But about three o’clock George’s ear caught the hasty and decided click of a horse’s hoof coming behind them at some distance and jogged Phineas by the elbow. Phineas pulled up his horses, and listened.

“That must be Michael,” he said; “I think I know the sound of his gallop;” and he rose up and stretched his head anxiously back over the road.

A man riding in hot haste was now dimly descried at the top of a distant hill.

“There he is, I do believe!” said Phineas. George and Jim both sprang out of the wagon before they knew what they were doing. All stood intensely silent, with their faces turned towards the expected messenger. On he came. Now he went down into a valley, where they could not see him; but they heard the sharp, hasty tramp, rising nearer and nearer; at last they saw him emerge on the top of an eminence, within hail.

“Yes, that’s Michael!” said Phineas; and, raising his voice, “Halloa, there, Michael!”

“Phineas! is that thee?”

“Yes; what news—they coming?”

“Right on behind, eight or ten of them, hot with brandy, swearing and foaming like so many wolves.”

And, just as he spoke, a breeze brought the faint sound of galloping horsemen towards them.

“In with you,—quick, boys, in!” said Phineas. “If you must fight, wait till I get you a piece ahead.” And, with the word, both jumped in, and Phineas lashed the horses to a run, the horseman keeping close beside them. The wagon rattled, jumped, almost flew, over the frozen ground; but plainer, and still plainer, came the noise of pursuing horsemen behind. The women heard it, and, looking anxiously out, saw, far in the rear, on the brow of a distant hill, a party of men looming up against the red-streaked sky of early dawn. Another hill, and their pursuers had evidently caught sight of their wagon, whose white cloth-covered top made it conspicuous at some distance, and a loud yell of brutal triumph came forward on the wind.
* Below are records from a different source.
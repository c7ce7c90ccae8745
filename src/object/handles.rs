//! Pool-relative handles.
//!
//! Some arguments do not carry an object reference but a numeric handle into a pool owned by
//! an object: a GPU virtual address inside a resource, or a descriptor handle inside a
//! descriptor heap. These are resolved through [`HandleTable`], keyed by the handle value
//! instead of by reference identity. Each registered range maps an application-visible base
//! to the real base and names its owner, so a handle can be both translated for the driver and
//! written to a trace as `(owner, offset)`.

use std::ops::Bound;

use crossbeam_skiplist::SkipMap;
use strum::{EnumCount, EnumIter, FromRepr, IntoStaticStr};

use crate::object::CaptureId;

/// Pool a handle value belongs to.
#[repr(u8)]
#[derive(
    Clone, Copy, Debug, PartialEq, Eq, Hash, EnumCount, EnumIter, FromRepr, IntoStaticStr,
)]
pub enum HandlePool {
    /// GPU virtual address inside a resource.
    GpuVirtualAddress = 0,
    /// CPU descriptor handle inside a descriptor heap.
    CpuDescriptor = 1,
    /// GPU descriptor handle inside a shader-visible descriptor heap.
    GpuDescriptor = 2,
}

/// A handle value tagged with its pool.
#[derive(Clone, Copy, Debug, PartialEq, Eq, Hash)]
pub struct Handle {
    /// Pool the value belongs to.
    pub pool: HandlePool,
    /// Raw handle value.
    pub value: u64,
}

impl Handle {
    /// Creates a handle.
    #[must_use]
    pub const fn new(pool: HandlePool, value: u64) -> Self {
        Self { pool, value }
    }

    /// Returns `true` for the zero handle, which is passed through untouched.
    #[must_use]
    pub const fn is_null(&self) -> bool {
        self.value == 0
    }
}

/// A registered block of handle values owned by one object.
#[derive(Clone, Copy, Debug, PartialEq, Eq)]
pub struct HandleRange {
    /// First value as seen by the application.
    pub app_base: u64,
    /// First value as understood by the driver.
    pub real_base: u64,
    /// Number of addressable values, `None` when the extent is unknown.
    ///
    /// Unbounded ranges extend up to the next registered base.
    pub len: Option<u64>,
    /// Object owning the range.
    pub owner: CaptureId,
}

impl HandleRange {
    fn contains(&self, value: u64) -> bool {
        value >= self.app_base && self.len.map_or(true, |len| value - self.app_base < len)
    }
}

/// The outcome of resolving a handle value.
#[derive(Clone, Copy, Debug, PartialEq, Eq)]
pub struct ResolvedHandle {
    /// Value to forward to the driver.
    pub real: u64,
    /// Object owning the range.
    pub owner: CaptureId,
    /// Offset from the range base.
    pub offset: u64,
}

/// Ordered, lock-free range maps, one per [`HandlePool`].
#[derive(Debug)]
pub struct HandleTable {
    pools: [SkipMap<u64, HandleRange>; HandlePool::COUNT],
}

impl HandleTable {
    /// Creates an empty table.
    #[must_use]
    pub fn new() -> Self {
        Self {
            pools: std::array::from_fn(|_| SkipMap::new()),
        }
    }

    /// Registers `range` in `pool`, replacing any range with the same base.
    pub fn insert(&self, pool: HandlePool, range: HandleRange) {
        self.pools[pool as usize].insert(range.app_base, range);
    }

    /// Removes the range starting at `app_base`, if it is still owned by `owner`.
    ///
    /// Returns `true` if a range was removed.
    pub fn remove(&self, pool: HandlePool, app_base: u64, owner: CaptureId) -> bool {
        let map = &self.pools[pool as usize];
        match map.get(&app_base) {
            Some(entry) if entry.value().owner == owner => {
                entry.remove();
                true
            }
            _ => false,
        }
    }

    /// Resolves `handle` against the registered ranges.
    ///
    /// Returns `None` for the null handle and for values outside every range.
    #[must_use]
    pub fn resolve(&self, handle: Handle) -> Option<ResolvedHandle> {
        if handle.is_null() {
            return None;
        }

        let entry = self.pools[handle.pool as usize].upper_bound(Bound::Included(&handle.value))?;
        let range = entry.value();
        if !range.contains(handle.value) {
            return None;
        }

        let offset = handle.value - range.app_base;
        Some(ResolvedHandle {
            real: range.real_base.wrapping_add(offset),
            owner: range.owner,
            offset,
        })
    }

    /// Number of ranges registered in `pool`.
    #[must_use]
    pub fn len(&self, pool: HandlePool) -> usize {
        self.pools[pool as usize].len()
    }

    /// Returns `true` when no pool holds a range.
    #[must_use]
    pub fn is_empty(&self) -> bool {
        self.pools.iter().all(SkipMap::is_empty)
    }
}

impl Default for HandleTable {
    fn default() -> Self {
        Self::new()
    }
}

#[cfg(test)]
mod tests {
    use super::*;

    fn range(app_base: u64, real_base: u64, len: Option<u64>, owner: u64) -> HandleRange {
        HandleRange {
            app_base,
            real_base,
            len,
            owner: CaptureId::from_raw(owner),
        }
    }

    #[test]
    fn test_resolve_inside_bounded_range() {
        let table = HandleTable::new();
        table.insert(
            HandlePool::GpuVirtualAddress,
            range(0x1000, 0x1000, Some(0x100), 3),
        );

        let resolved = table
            .resolve(Handle::new(HandlePool::GpuVirtualAddress, 0x1040))
            .unwrap();
        assert_eq!(resolved.real, 0x1040);
        assert_eq!(resolved.owner, CaptureId::from_raw(3));
        assert_eq!(resolved.offset, 0x40);

        assert!(table
            .resolve(Handle::new(HandlePool::GpuVirtualAddress, 0x1100))
            .is_none());
        assert!(table
            .resolve(Handle::new(HandlePool::GpuVirtualAddress, 0x0fff))
            .is_none());
    }

    #[test]
    fn test_resolve_translates_between_bases() {
        let table = HandleTable::new();
        table.insert(HandlePool::CpuDescriptor, range(0x5000, 0x9000, None, 1));

        let resolved = table
            .resolve(Handle::new(HandlePool::CpuDescriptor, 0x5020))
            .unwrap();
        assert_eq!(resolved.real, 0x9020);
    }

    #[test]
    fn test_unbounded_range_stops_at_next_base() {
        let table = HandleTable::new();
        table.insert(HandlePool::CpuDescriptor, range(0x1000, 0x1000, None, 1));
        table.insert(HandlePool::CpuDescriptor, range(0x2000, 0x2000, None, 2));

        let a = table
            .resolve(Handle::new(HandlePool::CpuDescriptor, 0x1fff))
            .unwrap();
        let b = table
            .resolve(Handle::new(HandlePool::CpuDescriptor, 0x2001))
            .unwrap();
        assert_eq!(a.owner, CaptureId::from_raw(1));
        assert_eq!(b.owner, CaptureId::from_raw(2));
    }

    #[test]
    fn test_pools_are_independent() {
        let table = HandleTable::new();
        table.insert(HandlePool::GpuDescriptor, range(0x1000, 0x1000, None, 1));
        assert!(table
            .resolve(Handle::new(HandlePool::CpuDescriptor, 0x1000))
            .is_none());
        assert_eq!(table.len(HandlePool::GpuDescriptor), 1);
        assert_eq!(table.len(HandlePool::CpuDescriptor), 0);
    }

    #[test]
    fn test_null_handle_never_resolves() {
        let table = HandleTable::new();
        table.insert(HandlePool::GpuVirtualAddress, range(0, 0, None, 1));
        assert!(table
            .resolve(Handle::new(HandlePool::GpuVirtualAddress, 0))
            .is_none());
    }

    #[test]
    fn test_remove_checks_owner() {
        let table = HandleTable::new();
        table.insert(HandlePool::GpuVirtualAddress, range(0x1000, 0x1000, None, 1));
        assert!(!table.remove(HandlePool::GpuVirtualAddress, 0x1000, CaptureId::from_raw(2)));
        assert!(table.remove(HandlePool::GpuVirtualAddress, 0x1000, CaptureId::from_raw(1)));
        assert!(table.is_empty());
    }
}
Eliza sickened, and strained her child closer to her bosom; the old woman prayed and groaned, and George and Jim clenched their pistols with the grasp of despair. The pursuers gained on them fast; the carriage made a sudden turn, and brought them near a ledge of a steep overhanging rock, that rose in an isolated ridge or clump in a large lot, which was, all around it, quite clear and smooth. This isolated pile, or range of rocks, rose up black and heavy against the brightening sky, and seemed to promise shelter and concealment. It was a place well known to Phineas, who had been familiar with the spot in his hunting days; and it was to gain this point he had been racing his horses.

“Now for it!” said he, suddenly checking his horses, and springing from his seat to the ground. “Out with you, in a twinkling, every one, and up into these rocks with me. Michael, thee tie thy horse to the wagon, and drive ahead to Amariah’s and get him and his boys to come back and talk to these fellows.”

In a twinkling they were all out of the carriage.

“There,” said Phineas, catching up Harry, “you, each of you, see to the women; and run, now if you ever did run!”

They needed no exhortation. Quicker than we can say it, the whole party were over the fence, making with all speed for the rocks, while Michael, throwing himself from his horse, and fastening the bridle to the wagon, began driving it rapidly away.

“Come ahead,” said Phineas, as they reached the rocks, and saw in the mingled starlight and dawn, the traces of a rude but plainly marked foot-path leading up among them; “this is one of our old hunting-dens. Come up!”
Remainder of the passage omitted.